In vitro generated TA-specific T-cells specifically recognize and kill TA-expressing cell lines. (a) Intracellular staining of T-cells for interferon-gamma (IFNg) after co-culture with THP-1 (HLA-A2⁺ WT1⁺) or JY (HLA-A2⁺ WT1⁻) cells. Culture medium was used as a negative control, stimulation with aCD3/aCD28 as a positive control. Effector/target ratio 1/2. Gating on eGFP⁺ TCR-transduced cells.
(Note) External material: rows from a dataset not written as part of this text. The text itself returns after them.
use std::future::Future;
use std::sync::Arc;

use tracing::{debug, error, info, warn};

use atlas_cache::LruCache;
use atlas_store::{ActorStore, StoreError, ToolDescriptorStore};
use atlas_types::{PermissionSet, ReasonCode};

use crate::requirement::{default_chain, Requirement, RequirementSource};
use crate::{CollectionOp, PolicyDecision, PolicyError, PolicySettings};

/// The two cache instances the resolver reads through.
///
/// Built once at process start and handed in, so other components can share
/// (and invalidate) the very same instances.
#[derive(Clone)]
pub struct ResolverCaches {
    pub actors: Arc<LruCache<String, PermissionSet>>,
    /// `None` values mean "no permission required".
    pub tools: Arc<LruCache<String, Option<String>>>,
}

impl ResolverCaches {
    pub fn new(actor_capacity: usize, tool_capacity: usize) -> Self {
        Self {
            actors: Arc::new(LruCache::new(actor_capacity)),
            tools: Arc::new(LruCache::new(tool_capacity)),
        }
    }
}

pub struct PermissionResolver {
    actors: Arc<dyn ActorStore>,
    tools: Arc<dyn ToolDescriptorStore>,
    caches: ResolverCaches,
    sources: Vec<Box<dyn RequirementSource>>,
    settings: PolicySettings,
}

impl PermissionResolver {
    pub fn new(
        actors: Arc<dyn ActorStore>,
        tools: Arc<dyn ToolDescriptorStore>,
        caches: ResolverCaches,
        settings: PolicySettings,
    ) -> Self {
        let sources = default_chain(settings.static_requirements.clone());
        Self {
            actors,
            tools,
            caches,
            sources,
            settings,
        }
    }

    /// Replaces the requirement resolution chain.
    pub fn with_sources(mut self, sources: Vec<Box<dyn RequirementSource>>) -> Self {
        self.sources = sources;
        self
    }

    pub fn settings(&self) -> &PolicySettings {
        &self.settings
    }

    pub fn caches(&self) -> &ResolverCaches {
        &self.caches
    }

    /// Decides whether `actor_id` may invoke `tool_id`. Never fails: any error while
    /// resolving becomes an `INTERNAL_CHECK_ERROR` denial.
    pub async fn check_tool_permission(&self, actor_id: &str, tool_id: &str) -> PolicyDecision {
        let decision = match self.evaluate_tool(actor_id, tool_id).await {
            Ok(decision) => decision,
            Err(err) => {
                error!(actor_id, tool_id, error = %err, "tool permission check failed");
                PolicyDecision::deny(
                    ReasonCode::InternalCheckError,
                    format!("permission check for tool '{tool_id}' could not be completed: {err}"),
                )
            }
        };
        match &decision {
            PolicyDecision::Allow => info!(actor_id, tool_id, "tool call allowed"),
            PolicyDecision::Deny { reason, .. } => {
                warn!(actor_id, tool_id, reason = %reason, "tool call denied")
            }
        }
        decision
    }

    async fn evaluate_tool(
        &self,
        actor_id: &str,
        tool_id: &str,
    ) -> Result<PolicyDecision, PolicyError> {
        let Some(perms) = self.actor_permissions(actor_id).await? else {
            return Ok(actor_not_found(actor_id));
        };
        if perms.has_super() {
            return Ok(PolicyDecision::Allow);
        }
        if self.settings.default_allow.contains(tool_id) {
            debug!(tool_id, "tool is on the default-allow list");
            return Ok(PolicyDecision::Allow);
        }
        let Some(required) = self.tool_requirement(tool_id).await? else {
            return Ok(PolicyDecision::Allow);
        };
        if perms.contains_exact(&required) || perms.covers_by_wildcard(&required) {
            return Ok(PolicyDecision::Allow);
        }
        Ok(PolicyDecision::deny(
            ReasonCode::PermissionDenied,
            format!("missing permission '{required}' required by tool '{tool_id}'"),
        ))
    }

    /// Read/write access to a named collection, independent of any tool id.
    pub async fn check_collection_permission(
        &self,
        actor_id: &str,
        resource: &str,
        op: CollectionOp,
    ) -> PolicyDecision {
        match self.evaluate_collection(actor_id, resource, op).await {
            Ok(decision) => {
                if let PolicyDecision::Deny { reason, .. } = &decision {
                    warn!(actor_id, resource, ?op, reason = %reason, "collection access denied");
                }
                decision
            }
            Err(err) => {
                error!(actor_id, resource, error = %err, "collection permission check failed");
                PolicyDecision::deny(
                    ReasonCode::InternalCheckError,
                    format!("permission check for collection '{resource}' could not be completed: {err}"),
                )
            }
        }
    }

    async fn evaluate_collection(
        &self,
        actor_id: &str,
        resource: &str,
        op: CollectionOp,
    ) -> Result<PolicyDecision, PolicyError> {
        let Some(perms) = self.actor_permissions(actor_id).await? else {
            return Ok(actor_not_found(actor_id));
        };
        if perms.has_super() {
            return Ok(PolicyDecision::Allow);
        }
        if self
            .settings
            .blocked_collection_prefixes
            .iter()
            .any(|p| resource.starts_with(p.as_str()))
        {
            return Ok(PolicyDecision::deny(
                ReasonCode::PermissionDenied,
                format!("collection '{resource}' is restricted"),
            ));
        }
        let required = match op {
            CollectionOp::Read => &self.settings.collection_read,
            CollectionOp::Write => &self.settings.collection_write,
        };
        if perms.contains_exact(required) || perms.covers_by_wildcard(required) {
            return Ok(PolicyDecision::Allow);
        }
        Ok(PolicyDecision::deny(
            ReasonCode::PermissionDenied,
            format!("missing permission '{required}' to access collection '{resource}'"),
        ))
    }

    /// Resolved permissions of an actor, cache first. `Ok(None)` when the actor does not exist.
    pub async fn actor_permissions(
        &self,
        actor_id: &str,
    ) -> Result<Option<PermissionSet>, PolicyError> {
        let key = actor_id.to_string();
        if let Some(hit) = self.caches.actors.get(&key) {
            if hit.is_fresh(self.settings.actor_ttl) {
                debug!(actor_id, "actor permission cache hit");
                return Ok(Some(hit.value));
            }
            debug!(actor_id, age = ?hit.age(), "actor permission cache entry stale");
        }
        let Some(actor) = self.guarded(self.actors.find_by_id(actor_id)).await? else {
            // nonexistence is not cached: the actor may be provisioned at any moment
            return Ok(None);
        };
        let perms = actor.effective_permissions();
        self.caches.actors.set(key, perms.clone());
        Ok(Some(perms))
    }

    /// Resolved requirement of a tool, cache first. `Ok(None)` means no permission is needed.
    pub async fn tool_requirement(&self, tool_id: &str) -> Result<Option<String>, PolicyError> {
        let key = tool_id.to_string();
        if let Some(hit) = self.caches.tools.get(&key) {
            if hit.is_fresh(self.settings.tool_ttl) {
                debug!(tool_id, "tool requirement cache hit");
                return Ok(hit.value);
            }
        }
        let descriptor = self.guarded(self.tools.find_by_tool_id(tool_id)).await?;
        let resolved = self.sources.iter().find_map(|source| {
            let found = source.resolve(tool_id, descriptor.as_ref())?;
            debug!(tool_id, source = source.name(), requirement = ?found, "tool requirement resolved");
            Some(found)
        });
        let required = resolved.and_then(Requirement::into_permission);
        self.caches.tools.set(key, required.clone());
        Ok(required)
    }

    pub fn clear_actor_cache(&self, actor_id: Option<&str>) {
        match actor_id {
            Some(id) => {
                self.caches.actors.delete(&id.to_string());
            }
            None => self.caches.actors.clear(),
        }
    }

    pub fn clear_tool_cache(&self, tool_id: Option<&str>) {
        match tool_id {
            Some(id) => {
                self.caches.tools.delete(&id.to_string());
            }
            None => self.caches.tools.clear(),
        }
    }

    pub fn clear_all(&self) {
        self.caches.actors.clear();
        self.caches.tools.clear();
    }

    async fn guarded<T, F>(&self, call: F) -> Result<T, StoreError>
    where
        F: Future<Output = Result<T, StoreError>>,
    {
        match self.settings.store_timeout {
            Some(limit) => tokio::time::timeout(limit, call)
                .await
                .map_err(|_| StoreError::Timeout(limit))?,
            None => call.await,
        }
    }
}

fn actor_not_found(actor_id: &str) -> PolicyDecision {
    PolicyDecision::deny(
        ReasonCode::ActorNotFound,
        format!("actor '{actor_id}' does not exist"),
    )
}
T-cells generated from HSPC from healthy donors (n = 4), patients in remission after chemotherapy (n = 5), AML patients at diagnosis (n = 4) and PBL (n = 6). (b) Percentage specific lysis determined via 4-h ⁵¹chromium release assay after co-culture of T-cells with T2 cells pulsed with relevant WT1 or irrelevant influenza (INF) peptide (10 µg/ml), HL-60-A2 (HLA-A2⁺ WT1⁺), THP-1, or JY cells. Effector/target ratio 10/1. T-cells generated from HSPC from healthy donors (n = 6), patients in remission after chemotherapy (n = 7), AML patients at diagnosis (n = 8) and PBL (n = 6). For (a) and (b) mean and s.d. are shown. Kruskal–Wallis test was used to determine statistical significance between different HSPC sample groups. Differences were not significant. Mann–Whitney U test was used to determine statistical significance for between-group comparisons for HSPC- and PBL-derived T-cells. P-value < 0.05 (*) and P < 0.01 (**).